El pequeño murió en el centro de salud de Burguillos donde fue evacuado de urgencia - EFE
Sucesos

La Guardia Civil investiga el disparo de un cazador italiano que alcanzó al niño muerto en Burguillos

El pequeño, de cuatro años, cayó en una montería organizada en un coto privado y a la que asistía junto a su padre

SevillaActualizado:

Un niño de cuatro años, vecino de Écija, moría este sábado al mediodía en el centro de salud de Burguillos donde había sido trasladado de urgencia desde un coto privado que está a unos doce kilómetros. El pequeño había sido alcanzado por un disparo en mitad de una montería que se estaba desarrollando en la finca La Lapa. Durante dos horas, los facultativos intentaron reanimar al pequeño, pero no fue posible. Sobre la una se certificaba la muerte y poco después la noticia saltaba a los medios a través de un comunicado del centro coordinador de emergencias 112.

La Guardia Civil, que también había sido alertada por el 112, se personó en la finca. Su equipo de Policía Judicial del puesto de La Rinconada abría una investigación y el juzgado en funciones de guardia de Sevilla decretaba el secreto de sumario. Los agentes partían de una única hipótesis y es que el pequeño había recibido un disparo perdido. Fuentes próximas a la investigación confirmaron a ABC que el pequeño se encontraba en la montería acompañando a su padre. El disparo salió de la escopeta de otro tirador que participaba en la cacería. Se trata de un ciudadano italiano que fue interrogado por los agentes.

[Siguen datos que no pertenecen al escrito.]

//! BOSH-lite commands.

use std::path::PathBuf;

use anyhow::{Context, Result};
use clap::{Args, Subcommand};
use dusts_upgrade::bosh::{Bosh, TestConfig};
use dusts_upgrade::cf::{smoke_test, watch_app, Cf, CfApp};
use tracing::{info, warn};

#[derive(Debug, Args)]
pub struct BoshCommand {
    #[command(subcommand)]
    command: BoshSubcommand,
}

#[derive(Debug, Subcommand)]
enum BoshSubcommand {
    /// Deploy the old release from legacy manifests. Reads the test config named by CONFIG.
    DeployV0(DeployV0Args),

    /// Push an app, ssh into it and delete it.
    SmokeTest(SmokeTestArgs),

    /// Push and scale an app, then poll it until Ctrl-C. Run it while upgrading the deployment.
    WatchApp(WatchAppArgs),
}

#[derive(Debug, Args)]
struct DeployV0Args {
    /// Checkout holding scripts/generate-manifests.
    #[arg(long, value_name = "DIR", default_value = ".")]
    workspace: PathBuf,

    /// bosh executable.
    #[arg(long, value_name = "PATH", default_value = "bosh")]
    bosh: PathBuf,
}

#[derive(Debug, Args)]
struct SmokeTestArgs {
    /// cf executable.
    #[arg(long, value_name = "PATH", default_value = "cf")]
    cf: PathBuf,
}

#[derive(Debug, Args)]
struct WatchAppArgs {
    /// Instances to scale the app to.
    #[arg(long, default_value_t = 2)]
    instances: u32,

    /// Directory pushed as the app.
    #[arg(long, value_name = "DIR", default_value = "dora")]
    app_path: PathBuf,

    /// cf executable.
    #[arg(long, value_name = "PATH", default_value = "cf")]
    cf: PathBuf,
}

impl BoshCommand {
    pub async fn run(self) -> Result<()> {
        match self.command {
            BoshSubcommand::DeployV0(args) => deploy_v0(args).await,
            BoshSubcommand::SmokeTest(args) => {
                smoke_test(&Cf::new(args.cf)).await?;
                println!("smoke test passed");
                Ok(())
            }
            BoshSubcommand::WatchApp(args) => {
                let mut app = CfApp::new("watched");
                app.app_path = args.app_path;
                let stopped = async {
                    if let Err(e) = tokio::signal::ctrl_c().await {
                        warn!(error = %e, "cannot listen for Ctrl-C");
                        std::future::pending::<()>().await;
                    }
                    info!("stopping");
                };
                watch_app(&Cf::new(args.cf), &app, args.instances, stopped).await?;
                println!("{} kept answering", app.app_name);
                Ok(())
            }
        }
    }
}

async fn deploy_v0(args: DeployV0Args) -> Result<()> {
    let config = TestConfig::from_env()?;
    let bosh = Bosh::new(&config).with_program(args.bosh);

    bosh.target().await.context("targeting director")?;
    bosh.deploy_v0(&config, &args.workspace).await?;
    println!("old release deployed");
    Ok(())
}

La finca La Lapa tenía organizada para este sábado una cacería de jabalíes y había ofertado 25 puestos a 350 euros cada uno. Se trata de un coto privado que se alquila para estos eventos y que ocupa una vasta extensión de terreno que abarca los términos de Guillena y Burguillos, en un enclave natural privilegiado en las estribaciones de Sierra Morena.

El cuerpo del pequeño fue trasladado al Instituto de Medicina Legal para la práctica de la autopsia. El padre es voluntario de Protección Civil y trabaja en una empresa de seguridad; además tiene un establecimiento de copas en Écija. Fuentes cercanas a la familia del pequeño señalan que está destrozado. Lo que no ha trascendido por ahora, dado el secreto de sumario, es cómo se produjo el accidente. Si el pequeño se encontraba en el puesto con su padre o si el disparo ocurrió en una zona alejada a los puntos donde se abaten las presas y por tanto fue una negligencia del tirador italiano.

La controversia

Fuentes del Instituto Armado consultadas por ABC confirman que la normativa andaluza en materia de cacería no prohíbe la asistencia de menores a este tipo de actividades como espectadores o acompañando a las familias que participan en la parte más lúdica de de la cacería como el almuerzo posterior; si bien, sí está restringida su participación directa como cazadores o acompañantes en los puestos y nunca pueden empuñar un arma por debajo de los 14 años.

Desde la Federación Andaluza de Caza explican a ABC que los eventos que se organizan en torno a una cacería como la junta de carnes (donde se reúnen las piezas abatidas sobre una alfombra) o los almuerzos se montan en espacios bastante alejados de los puestos para evitar que un disparo alcance a los asistentes. Si bien, detallan que en este caso en concreto carecen de información directa sobre qué ha podido ocurrir porque al tratarse de un coto privado, está fuera de la federación y de sus competencias.

Esta organización representa los cotos sociales, que arriendan los cazadores para la práctica de su actividad. Un portavoz de la federación sí subrayó que en las cacerías que ellos organizan «está terminantemente prohibido» el acceso a menores de 14 años a los puestos y al espacio donde se caza. «Y menos con cuatro años».